EXPERIMENTAL EMBODIMENTS
[0096] Various experimental embodiments were directed to designing different nucleic acid plasmid vectors, sometimes herein referred to as vectors for ease of reference and which can include the previously described nucleic acid constructs or a portion thereof, such as a DNA or mRNA construct. The vectors include a rare-cutting endonuclease and a detectable label. Specific experiments were designed to show the addition of a detectable label to the plasmid vectors, sorting of transformed protoplasts using FACS, identification and sorting of cells via a detectable label and using FACs, and genetic editing by the plasmid vectors that include the rare-cutting endonuclease and the detectable label. A number of experiments conducted are described herein.
[0097] An experiment was conducted to illustrate different nucleic acid vector designs. The different vectors are shown below in Table 1. The nucleic acid constructs in Table 1 include DNA constructs. However, as may be appreciated, the various DNA vectors can be transcribed to form an mRNA construct using the above-described in-vitro transcription techniques. The constructs include TALEN nucleic acid constructs.
[0098] Table 1. Constructs
[0099] The constructs in Table 1 that were generated in the experimental embodiments are described in detail below. The vectors pCLS3 and pCLS4 are vectors that were generated and that include a TALEN that targets the gene BnFAD2 and which are tethered to fluorescent proteins. Vector pCLS3 includes a promoter NosPro, a fluorescent protein YEP, a linker sequence 2xGGGGS, and a LHT tethered to the YEP and that targets the gene BnFAD2. Vector pCLS4 includes a promoter NosPro, a fluorescent protein RFP, a linker sequence 2xGGGGS, and a RHT tethered to the YEP and that targets the gene BnFAD2. The vectors pCLS3 and pCLS4 are complete TALEN constructs. In experimental embodiments, vectors pCLS3 and pCLS4 were used to demonstrate TALEN activity for a TALEN-Fluorescent fusion protein. Vectors pCLS14 and pCLS15 are vectors that were generated and that can be used for in-vitro transcription to generate an mRNA construct encoding a TALEN-fluorescent fusion protein. Vector pCLS14 includes a promoter T7, a 5’ UTR, a fluorescent protein YEP, a linker sequence 2xGGGGS, a LHT tethered to the YFP and that targets the gene BnFAD2, a 3’ UTR, and a poly-A tail. Vector pCLS15 includes a promoter T7, a 5’ UTR, a fluorescent protein RFP, a linker sequence 2xGGGGS, a RHT tethered to the RFP and that targets the gene BnFAD2, a 3’ UTR, and a poly-A tail. Vectors pCLS16 and pCLS17 were generated and used as controls in various experimental embodiments. Vector pCLS16 includes a promoter NosPro and a LHT that targets the gene BnFAD2. Vector pCLS17 includes a promoter NosPro and a RHT that targets the gene BnFAD2.

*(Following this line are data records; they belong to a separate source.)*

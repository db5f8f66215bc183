use axum::{
    http::StatusCode,
    response::{IntoResponse, Response},
    Json,
};
use serde_json::json;
use thiserror::Error;

/// Application-level error type.
/// Implements `IntoResponse` so Axum handlers can return `Result<T, AppError>`.
///
/// Every failure a wizard transition can hit collapses into one of these
/// variants at the handler boundary; the session itself is left in its
/// pre-call stage by `WizardSession::abort_call`.
#[derive(Debug, Error)]
pub enum AppError {
    #[error("Not found: {0}")]
    NotFound(String),

    #[error("Validation error: {0}")]
    Validation(String),

    #[error("Gateway error: {0}")]
    Gateway(String),

    #[error("Schema violation: {0}")]
    Schema(String),

    #[error("File read error: {0}")]
    FileRead(String),

    #[error("Call already in flight: {0}")]
    Conflict(String),

    #[error("Internal server error: {0}")]
    Internal(#[from] anyhow::Error),
}

impl IntoResponse for AppError {
    fn into_response(self) -> Response {
        let (status, code, message) = match &self {
            AppError::NotFound(msg) => (StatusCode::NOT_FOUND, "NOT_FOUND", msg.clone()),
            AppError::Validation(msg) => (StatusCode::BAD_REQUEST, "VALIDATION_ERROR", msg.clone()),
            AppError::Gateway(msg) => (
                StatusCode::BAD_GATEWAY,
                "GATEWAY_ERROR",
                format!("{msg}. Retry, or switch to manual entry."),
            ),
            AppError::Schema(msg) => {
                tracing::warn!("Schema violation from gateway: {msg}");
                (
                    StatusCode::UNPROCESSABLE_ENTITY,
                    "SCHEMA_VIOLATION",
                    "The AI provided an invalid data format. This often happens with very long \
                     inputs; try shortening your input."
                        .to_string(),
                )
            }
            AppError::FileRead(msg) => {
                tracing::warn!("File read error: {msg}");
                (
                    StatusCode::BAD_REQUEST,
                    "FILE_READ_ERROR",
                    "Read failed.".to_string(),
                )
            }
            AppError::Conflict(msg) => (StatusCode::CONFLICT, "CALL_IN_FLIGHT", msg.clone()),
            AppError::Internal(e) => {
                tracing::error!("Internal error: {e:?}");
                (
                    StatusCode::INTERNAL_SERVER_ERROR,
                    "INTERNAL_ERROR",
                    "An internal server error occurred".to_string(),
                )
            }
        };

        let body = Json(json!({
            "error": {
                "code": code,
                "message": message
            }
        }));

        (status, body).into_response()
    }
}

#[cfg(test)]
mod tests {
    use super::*;

    #[test]
    fn test_schema_violation_hides_root_cause() {
        // Root cause is unobservable to the caller; the response carries the
        // generic shortening advice instead of the parser message.
        let resp = AppError::Schema("expected value at line 1".to_string()).into_response();
        assert_eq!(resp.status(), StatusCode::UNPROCESSABLE_ENTITY);
    }

    #[test]
    fn test_gateway_error_is_bad_gateway() {
        let resp = AppError::Gateway("connection refused".to_string()).into_response();
        assert_eq!(resp.status(), StatusCode::BAD_GATEWAY);
    }

    #[test]
    fn test_conflict_maps_to_409() {
        let resp = AppError::Conflict("keyword extraction in flight".to_string()).into_response();
        assert_eq!(resp.status(), StatusCode::CONFLICT);
    }
}
use serde::{Deserialize, Serialize};

use crate::models::profile::ExperienceEntry;

/// The AI-rewritten resume produced by the generation contract.
///
/// Bullet conventions are enforced by the output contract, not re-validated
/// locally: each bullet opens with a past-tense action verb, numeric metrics
/// are wrapped in `**`, and roles carry 3–5 bullets of at most ~120 chars.
#[derive(Debug, Clone, PartialEq, Serialize, Deserialize)]
pub struct TailoredResume {
    pub experiences: Vec<ExperienceEntry>,
    pub suggested_skills: String,
    pub ats_tips: Vec<String>,
}

#[cfg(test)]
mod tests {
    use super::*;

    #[test]
    fn test_tailored_resume_deserializes() {
        let json = r#"{
            "experiences": [{
                "company": "Acme",
                "title": "Senior PM",
                "start_date": "Jan 2020",
                "end_date": "Present",
                "bullets": ["Drove **$62M** revenue growth through SQL-backed experimentation"]
            }],
            "suggested_skills": "SQL, Stakeholder Management",
            "ats_tips": ["Mirror the exact job title in your summary"]
        }"#;
        let resume: TailoredResume = serde_json::from_str(json).unwrap();
        assert_eq!(resume.experiences.len(), 1);
        assert!(resume.experiences[0].bullets[0].contains("**$62M**"));
        assert_eq!(resume.ats_tips.len(), 1);
    }

    #[test]
    fn test_required_fields_are_enforced() {
        // suggested_skills and ats_tips are required by the response schema.
        let json = r#"{"experiences": []}"#;
        assert!(serde_json::from_str::<TailoredResume>(json).is_err());
    }
}
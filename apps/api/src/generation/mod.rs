//! Resume generation — the stage 4 binding.
//!
//! The bullet conventions (past-tense action verbs, `**`-wrapped metrics,
//! ~120-char cap, 3–5 bullets per role) are enforced through the output
//! contract: the prompt states them and the response schema pins the shape.
//! Nothing is re-validated locally — the tailored resume is rendered as
//! received.

use serde_json::{json, Value};
use tracing::info;

use crate::errors::AppError;
use crate::generation::prompts::GENERATION_PROMPT_TEMPLATE;
use crate::llm_client::decode::decode_json;
use crate::llm_client::{AiGateway, GatewayRequest, PRO_MODEL};
use crate::models::{CandidateProfile, KeywordSet, TailoredResume};

pub mod prompts;

/// Rewrites the candidate's resume against the extracted keywords.
pub async fn generate_tailored_resume(
    gateway: &dyn AiGateway,
    profile: &CandidateProfile,
    keywords: &KeywordSet,
) -> Result<TailoredResume, AppError> {
    let data = json!({
        "contact": profile.contact,
        "experiences": profile.experiences,
        "skills": profile.skills,
        "education": profile.education,
        "keywords": keywords,
    });
    let prompt = GENERATION_PROMPT_TEMPLATE.replace("{data}", &data.to_string());
    let request = GatewayRequest::text(PRO_MODEL, prompt).with_schema(tailored_schema());

    let reply = gateway
        .generate(request)
        .await
        .map_err(|e| AppError::Gateway(format!("Resume generation failed: {e}")))?;

    let resume: TailoredResume = decode_json(&reply.text)?;
    info!(
        roles = resume.experiences.len(),
        tips = resume.ats_tips.len(),
        "Generated tailored resume"
    );
    Ok(resume)
}

/// Structured-output schema for the tailored resume.
fn tailored_schema() -> Value {
    let string = json!({"type": "STRING"});
    json!({
        "type": "OBJECT",
        "properties": {
            "experiences": {
                "type": "ARRAY",
                "items": {
                    "type": "OBJECT",
                    "properties": {
                        "company": string,
                        "title": string,
                        "start_date": string,
                        "end_date": string,
                        "bullets": {"type": "ARRAY", "items": string},
                    },
                    "required": ["company", "title", "start_date", "end_date", "bullets"]
                }
            },
            "suggested_skills": string,
            "ats_tips": {"type": "ARRAY", "items": string},
        },
        "required": ["experiences", "suggested_skills", "ats_tips"]
    })
}

#[cfg(test)]
mod tests {
    use super::*;
    use crate::llm_client::{GatewayError, GatewayReply, RequestPart};
    use crate::models::profile::ExperienceEntry;
    use async_trait::async_trait;

    struct StubGateway {
        reply_text: &'static str,
    }

    #[async_trait]
    impl AiGateway for StubGateway {
        async fn generate(&self, request: GatewayRequest) -> Result<GatewayReply, GatewayError> {
            assert_eq!(request.model, PRO_MODEL);
            // The serialized profile and keywords must both reach the prompt.
            match &request.parts[0] {
                RequestPart::Text(prompt) => {
                    assert!(prompt.contains("Acme"));
                    assert!(prompt.contains("SQL"));
                }
                other => panic!("expected text part, got {other:?}"),
            }
            Ok(GatewayReply {
                text: self.reply_text.to_string(),
                grounding_uri: None,
            })
        }
    }

    fn profile() -> CandidateProfile {
        CandidateProfile {
            experiences: vec![ExperienceEntry {
                company: "Acme".to_string(),
                title: "Product Manager".to_string(),
                start_date: "Jan 2020".to_string(),
                end_date: "Present".to_string(),
                bullets: vec!["managed roadmap and metrics reporting".to_string()],
            }],
            skills: "Roadmapping".to_string(),
            ..Default::default()
        }
    }

    fn keywords() -> KeywordSet {
        KeywordSet {
            hard_skills: vec!["SQL".to_string()],
            strategic_skills: vec!["stakeholder management".to_string()],
            ..Default::default()
        }
    }

    #[tokio::test]
    async fn test_generated_bullets_follow_contract_shape() {
        let gateway = StubGateway {
            reply_text: r#"{
                "experiences": [{
                    "company": "Acme",
                    "title": "Product Manager",
                    "start_date": "Jan 2020",
                    "end_date": "Present",
                    "bullets": [
                        "Boosted adoption **35%** via a SQL-backed experiment pipeline",
                        "Led stakeholder management across **4** product teams",
                        "Shipped quarterly roadmap hitting **100%** of delivery targets"
                    ]
                }],
                "suggested_skills": "SQL, Stakeholder Management, Roadmapping",
                "ats_tips": ["Mirror the job title exactly"]
            }"#,
        };

        let resume = generate_tailored_resume(&gateway, &profile(), &keywords())
            .await
            .unwrap();

        let bullets = &resume.experiences[0].bullets;
        assert!((3..=5).contains(&bullets.len()));
        for bullet in bullets {
            // Past-tense opener and demarcated metrics, per the contract.
            let first_word = bullet.split_whitespace().next().unwrap();
            assert!(first_word.ends_with("ed"));
            assert!(bullet.len() <= 120);
        }
        assert!(bullets.iter().any(|b| b.contains("**")));
    }

    #[tokio::test]
    async fn test_missing_required_field_is_schema_violation() {
        let gateway = StubGateway {
            reply_text: r#"{"experiences": []}"#,
        };
        let result = generate_tailored_resume(&gateway, &profile(), &keywords()).await;
        assert!(matches!(result, Err(AppError::Schema(_))));
    }

    #[test]
    fn test_tailored_schema_requires_top_level_fields() {
        let schema = tailored_schema();
        let required: Vec<_> = schema["required"]
            .as_array()
            .unwrap()
            .iter()
            .map(|v| v.as_str().unwrap())
            .collect();
        assert_eq!(required, vec!["experiences", "suggested_skills", "ats_tips"]);
    }
}
//! Wizard state machine — the finite-state object behind every session.
//!
//! Five strictly ordered stages, linear, no branching. The only cycles are
//! explicit backward navigation (which re-enters a prior stage without
//! clearing its data) and regeneration (re-running a stage's call,
//! overwriting its output entity on completion).
//!
//! Route handlers drive the machine exclusively through named operations —
//! no raw field setters cross this boundary. Network calls follow a
//! begin/complete/abort protocol: `begin_call` runs the stage guard and the
//! per-action busy check, a `complete_*` operation commits the entity and
//! advances, and `abort_call` is the single failure path, which never
//! mutates a stored entity.

use std::collections::HashSet;

use chrono::{DateTime, Utc};
use serde::{Deserialize, Serialize};
use uuid::Uuid;

use crate::errors::AppError;
use crate::models::{
    AtsScanResult, CandidateProfile, JobDescription, KeywordSet, ParsedProfile, TailoredResume,
};

pub mod store;

/// The five ordered wizard stages.
#[derive(Debug, Clone, Copy, PartialEq, Eq, PartialOrd, Ord, Serialize, Deserialize)]
#[serde(rename_all = "snake_case")]
pub enum Stage {
    PasteJd,
    ExtractKeywords,
    EnterExperience,
    GenerateResume,
    AtsScan,
}

impl Stage {
    pub fn name(&self) -> &'static str {
        match self {
            Stage::PasteJd => "paste_jd",
            Stage::ExtractKeywords => "extract_keywords",
            Stage::EnterExperience => "enter_experience",
            Stage::GenerateResume => "generate_resume",
            Stage::AtsScan => "ats_scan",
        }
    }
}

/// Long-running actions. Each may have at most one call in flight per
/// session; a pending call refuses re-entrant triggering of the same action.
#[derive(Debug, Clone, Copy, PartialEq, Eq, Hash, Serialize, Deserialize)]
#[serde(rename_all = "snake_case")]
pub enum PendingCall {
    FetchJd,
    ExtractKeywords,
    ParseResume,
    GenerateResume,
    AtsScan,
}

impl PendingCall {
    fn describe(&self) -> &'static str {
        match self {
            PendingCall::FetchJd => "JD fetch",
            PendingCall::ExtractKeywords => "keyword extraction",
            PendingCall::ParseResume => "resume parsing",
            PendingCall::GenerateResume => "resume generation",
            PendingCall::AtsScan => "ATS scan",
        }
    }
}

/// One wizard session: pipeline position plus accumulated entities.
/// Lives only in memory; discarded on delete or process exit.
#[derive(Debug)]
pub struct WizardSession {
    pub id: Uuid,
    pub created_at: DateTime<Utc>,
    stage: Stage,
    job: Option<JobDescription>,
    keywords: Option<KeywordSet>,
    profile: CandidateProfile,
    tailored: Option<TailoredResume>,
    scan: Option<AtsScanResult>,
    last_error: Option<String>,
    in_flight: HashSet<PendingCall>,
}

impl WizardSession {
    pub fn new() -> Self {
        Self {
            id: Uuid::new_v4(),
            created_at: Utc::now(),
            stage: Stage::PasteJd,
            job: None,
            keywords: None,
            profile: CandidateProfile::default(),
            tailored: None,
            scan: None,
            last_error: None,
            in_flight: HashSet::new(),
        }
    }

    // ── Read access ─────────────────────────────────────────────────────────

    pub fn stage(&self) -> Stage {
        self.stage
    }

    pub fn job(&self) -> Option<&JobDescription> {
        self.job.as_ref()
    }

    pub fn keywords(&self) -> Option<&KeywordSet> {
        self.keywords.as_ref()
    }

    pub fn profile(&self) -> &CandidateProfile {
        &self.profile
    }

    pub fn tailored(&self) -> Option<&TailoredResume> {
        self.tailored.as_ref()
    }

    pub fn scan(&self) -> Option<&AtsScanResult> {
        self.scan.as_ref()
    }

    pub fn last_error(&self) -> Option<&str> {
        self.last_error.as_deref()
    }

    pub fn in_flight(&self) -> impl Iterator<Item = PendingCall> + '_ {
        self.in_flight.iter().copied()
    }

    // ── Local (non-network) operations ──────────────────────────────────────

    /// Stores pasted JD text. Editing the JD does not clear downstream
    /// entities; they survive until explicitly regenerated.
    pub fn set_job_text(&mut self, text: String) -> Result<(), AppError> {
        if text.trim().is_empty() {
            return Err(AppError::Validation(
                "Paste a job description first.".to_string(),
            ));
        }
        self.job = Some(JobDescription::pasted(text));
        self.last_error = None;
        Ok(())
    }

    /// Replaces the candidate profile wholesale (the named edit operation
    /// the presentation layer uses instead of field setters).
    pub fn update_profile(&mut self, profile: CandidateProfile) {
        self.profile = profile;
    }

    /// The "Clear" action: resets the profile to empty, keeping everything
    /// else (JD, keywords, generated entities) intact.
    pub fn reset_profile(&mut self) {
        self.profile = CandidateProfile::default();
    }

    /// Explicit navigation. Backward is unconditional and never clears
    /// downstream entities; forward is allowed only into stages whose
    /// entities already exist, so returning forward skips recomputation.
    pub fn navigate(&mut self, target: Stage) -> Result<(), AppError> {
        if target > self.stage && !self.stage_reached(target) {
            return Err(AppError::Validation(format!(
                "Stage '{}' is not reachable yet; complete the earlier stages first.",
                target.name()
            )));
        }
        self.stage = target;
        Ok(())
    }

    fn stage_reached(&self, stage: Stage) -> bool {
        match stage {
            Stage::PasteJd => true,
            Stage::ExtractKeywords | Stage::EnterExperience => self.keywords.is_some(),
            Stage::GenerateResume => self.tailored.is_some(),
            Stage::AtsScan => self.scan.is_some(),
        }
    }

    // ── Network call protocol ───────────────────────────────────────────────

    /// Guard + busy check. Marks the action in flight on success; the caller
    /// must then finish with exactly one of `complete_*` or `abort_call`.
    pub fn begin_call(&mut self, call: PendingCall) -> Result<(), AppError> {
        if self.in_flight.contains(&call) {
            return Err(AppError::Conflict(format!(
                "A {} call is already in flight for this session",
                call.describe()
            )));
        }

        match call {
            PendingCall::FetchJd | PendingCall::ParseResume => {}
            PendingCall::ExtractKeywords => {
                if self.job.as_ref().map_or(true, |j| j.text.trim().is_empty()) {
                    return Err(AppError::Validation(
                        "Paste a job description first.".to_string(),
                    ));
                }
            }
            PendingCall::GenerateResume => {
                if self.keywords.is_none() {
                    return Err(AppError::Validation(
                        "Extract keywords before generating a resume.".to_string(),
                    ));
                }
            }
            PendingCall::AtsScan => {
                if self.tailored.is_none() || self.keywords.is_none() || self.job.is_none() {
                    return Err(AppError::Validation(
                        "Generate a tailored resume before running the ATS scan.".to_string(),
                    ));
                }
            }
        }

        self.in_flight.insert(call);
        Ok(())
    }

    /// The single failure path: clears the in-flight flag and records a
    /// user-visible message. The stage and every stored entity are untouched,
    /// so the caller can retry idempotently.
    pub fn abort_call(&mut self, call: PendingCall, message: String) {
        self.in_flight.remove(&call);
        self.last_error = Some(message);
    }

    /// Stores a fetched JD. Fetching populates stage 1 input and does not
    /// advance the wizard.
    pub fn complete_fetch_jd(&mut self, job: JobDescription) {
        self.in_flight.remove(&PendingCall::FetchJd);
        self.job = Some(job);
        self.last_error = None;
    }

    /// Stores the keyword set and advances to the keyword review stage.
    /// Re-running from stage 1 overwrites the previous set (regeneration).
    pub fn complete_extract_keywords(&mut self, keywords: KeywordSet) {
        self.in_flight.remove(&PendingCall::ExtractKeywords);
        self.keywords = Some(keywords);
        self.stage = Stage::ExtractKeywords;
        self.last_error = None;
    }

    /// Merges a parsed resume into the profile (merge-don't-clobber). Stays
    /// in the current stage.
    pub fn complete_parse_resume(&mut self, parsed: ParsedProfile) {
        self.in_flight.remove(&PendingCall::ParseResume);
        self.profile.merge_parsed(parsed);
        self.last_error = None;
    }

    /// Stores the tailored resume and advances to the preview stage.
    pub fn complete_generate(&mut self, resume: TailoredResume) {
        self.in_flight.remove(&PendingCall::GenerateResume);
        self.tailored = Some(resume);
        self.stage = Stage::GenerateResume;
        self.last_error = None;
    }

    /// Stores the scan result and advances to the final stage.
    pub fn complete_scan(&mut self, result: AtsScanResult) {
        self.in_flight.remove(&PendingCall::AtsScan);
        self.scan = Some(result);
        self.stage = Stage::AtsScan;
        self.last_error = None;
    }
}

impl Default for WizardSession {
    fn default() -> Self {
        Self::new()
    }
}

[0100] A full map sequence of vector pCLS3 is set forth in SEQ ID NO: 28 and an expression cassette from vector pCLS3 is set forth in SEQ ID NO: 29. A full map sequence of vector pCLS4 is set forth in SEQ ID NO: 30 and an expression cassette from vector pCLS4 is set forth in SEQ ID NO: 31. A full map sequence of vector pCLS14 is set forth in SEQ ID NO: 32 and an expression cassette from vector pCLS14 is set forth in SEQ ID NO: 33. A full map sequence of vector pCLS15 is set forth in SEQ ID NO: 34 and an expression cassette from vector pCLS15 is set forth in SEQ ID NO: 35. For example, the promoters, NosPro and T7, are based on Agrobacterium tumefaciens sequence (e.g., an Agrobacterium tumefaciens Ti plasmid), YFP is based on Aequorea victoria sequence, RFP is based on Discosoma sp sequence, and the UTRs and/or polyA tail are based on Arabidopsis thaliana sequence. The TALENs (e.g., T03(BnFAD2)-L and T03(BnFAD2)-R) are based on Brassica napus sequence, Xanthomonas sequence,
and Flavobacterium okeanokoites sequence. The TALENS include a TALE effector based on Xanthomonas sequence that is further based on and targets Brassica napus sequence (e.g., targets a gene) and a Fokl based on Xanthomonas sequence.
[0101] The remaining example constructs of Table 1 are described below. Vector pCLSl includes a promoter NosPro, a fluorescent protein YFP, a linker sequence 2xGGGGS, and a TALEN backbone for a LHT. Vector pCLS2 includes a promoter NosPro, a fluorescent protein RFP, a linker sequence 2xGGGGS, and a TALEN backbone for a RHT. The vectors pCLS 1 and pCLS2 include entry level vectors having Bsal cutting sites for TALE GG cloning. Bsal is a type II restriction endonuclease and a non-limiting example of a Bsal cutting site includes GGTCTCN'NNNN. Vectors pCLS5- pCLS13 include entry level vectors and/or portions of vectors which can be used for in- vitro transcription to generate an mRNA construct. For example, vector pCLS5 includes a promoter T7, a 5’ UTR, a TALEN backbone for a LHT, a ‘3 UTR, and a poly-A tail. Vector pCLS6 includes a promoter T7, a 5’ UTR, a TALEN backbone for a RHT, a ‘3 UTR, and a poly-A tail. Vector pCLS7 includes a promoter T7, a 5’ UTR, a fluorescent protein YFP, a linker sequence 2xGGGGS, a TALEN backbone for a LHT, a ‘3 UTR, and a poly-A tail. Vector pCLS8 includes a promoter T7, a 5’ UTR, a fluorescent protein RFP, a linker sequence 2xGGGGS, a TALEN backbone for a RHT, a ‘3 UTR, and a poly-A tail. Vector pCLS9 includes a promoter T7, a fluorescent protein YFP, and a poly- A tail. Vector pCLSIO includes a promoter T7, a 5’ UTR, a fluorescent protein YFP, a ‘3 UTR, and a poly-A tail. Vector pCLSl 1 includes a promoter T7, a 5’ UTR, Trex2, a ‘3 UTR, and a poly-A tail. Vector pCLS12 includes a promoter T7, a 5’ UTR, a LHT that targets the gene BnFAD2, a 3’ UTR, and a poly-A tail. Vector pCLSl 3 includes a promoter T7, a 5’ UTR, a RHT that targets the gene BnFAD2, a 3’ UTR, and a poly-A tail. Embodiments are not limited to targeting of a specific gene, such as BnFAD2.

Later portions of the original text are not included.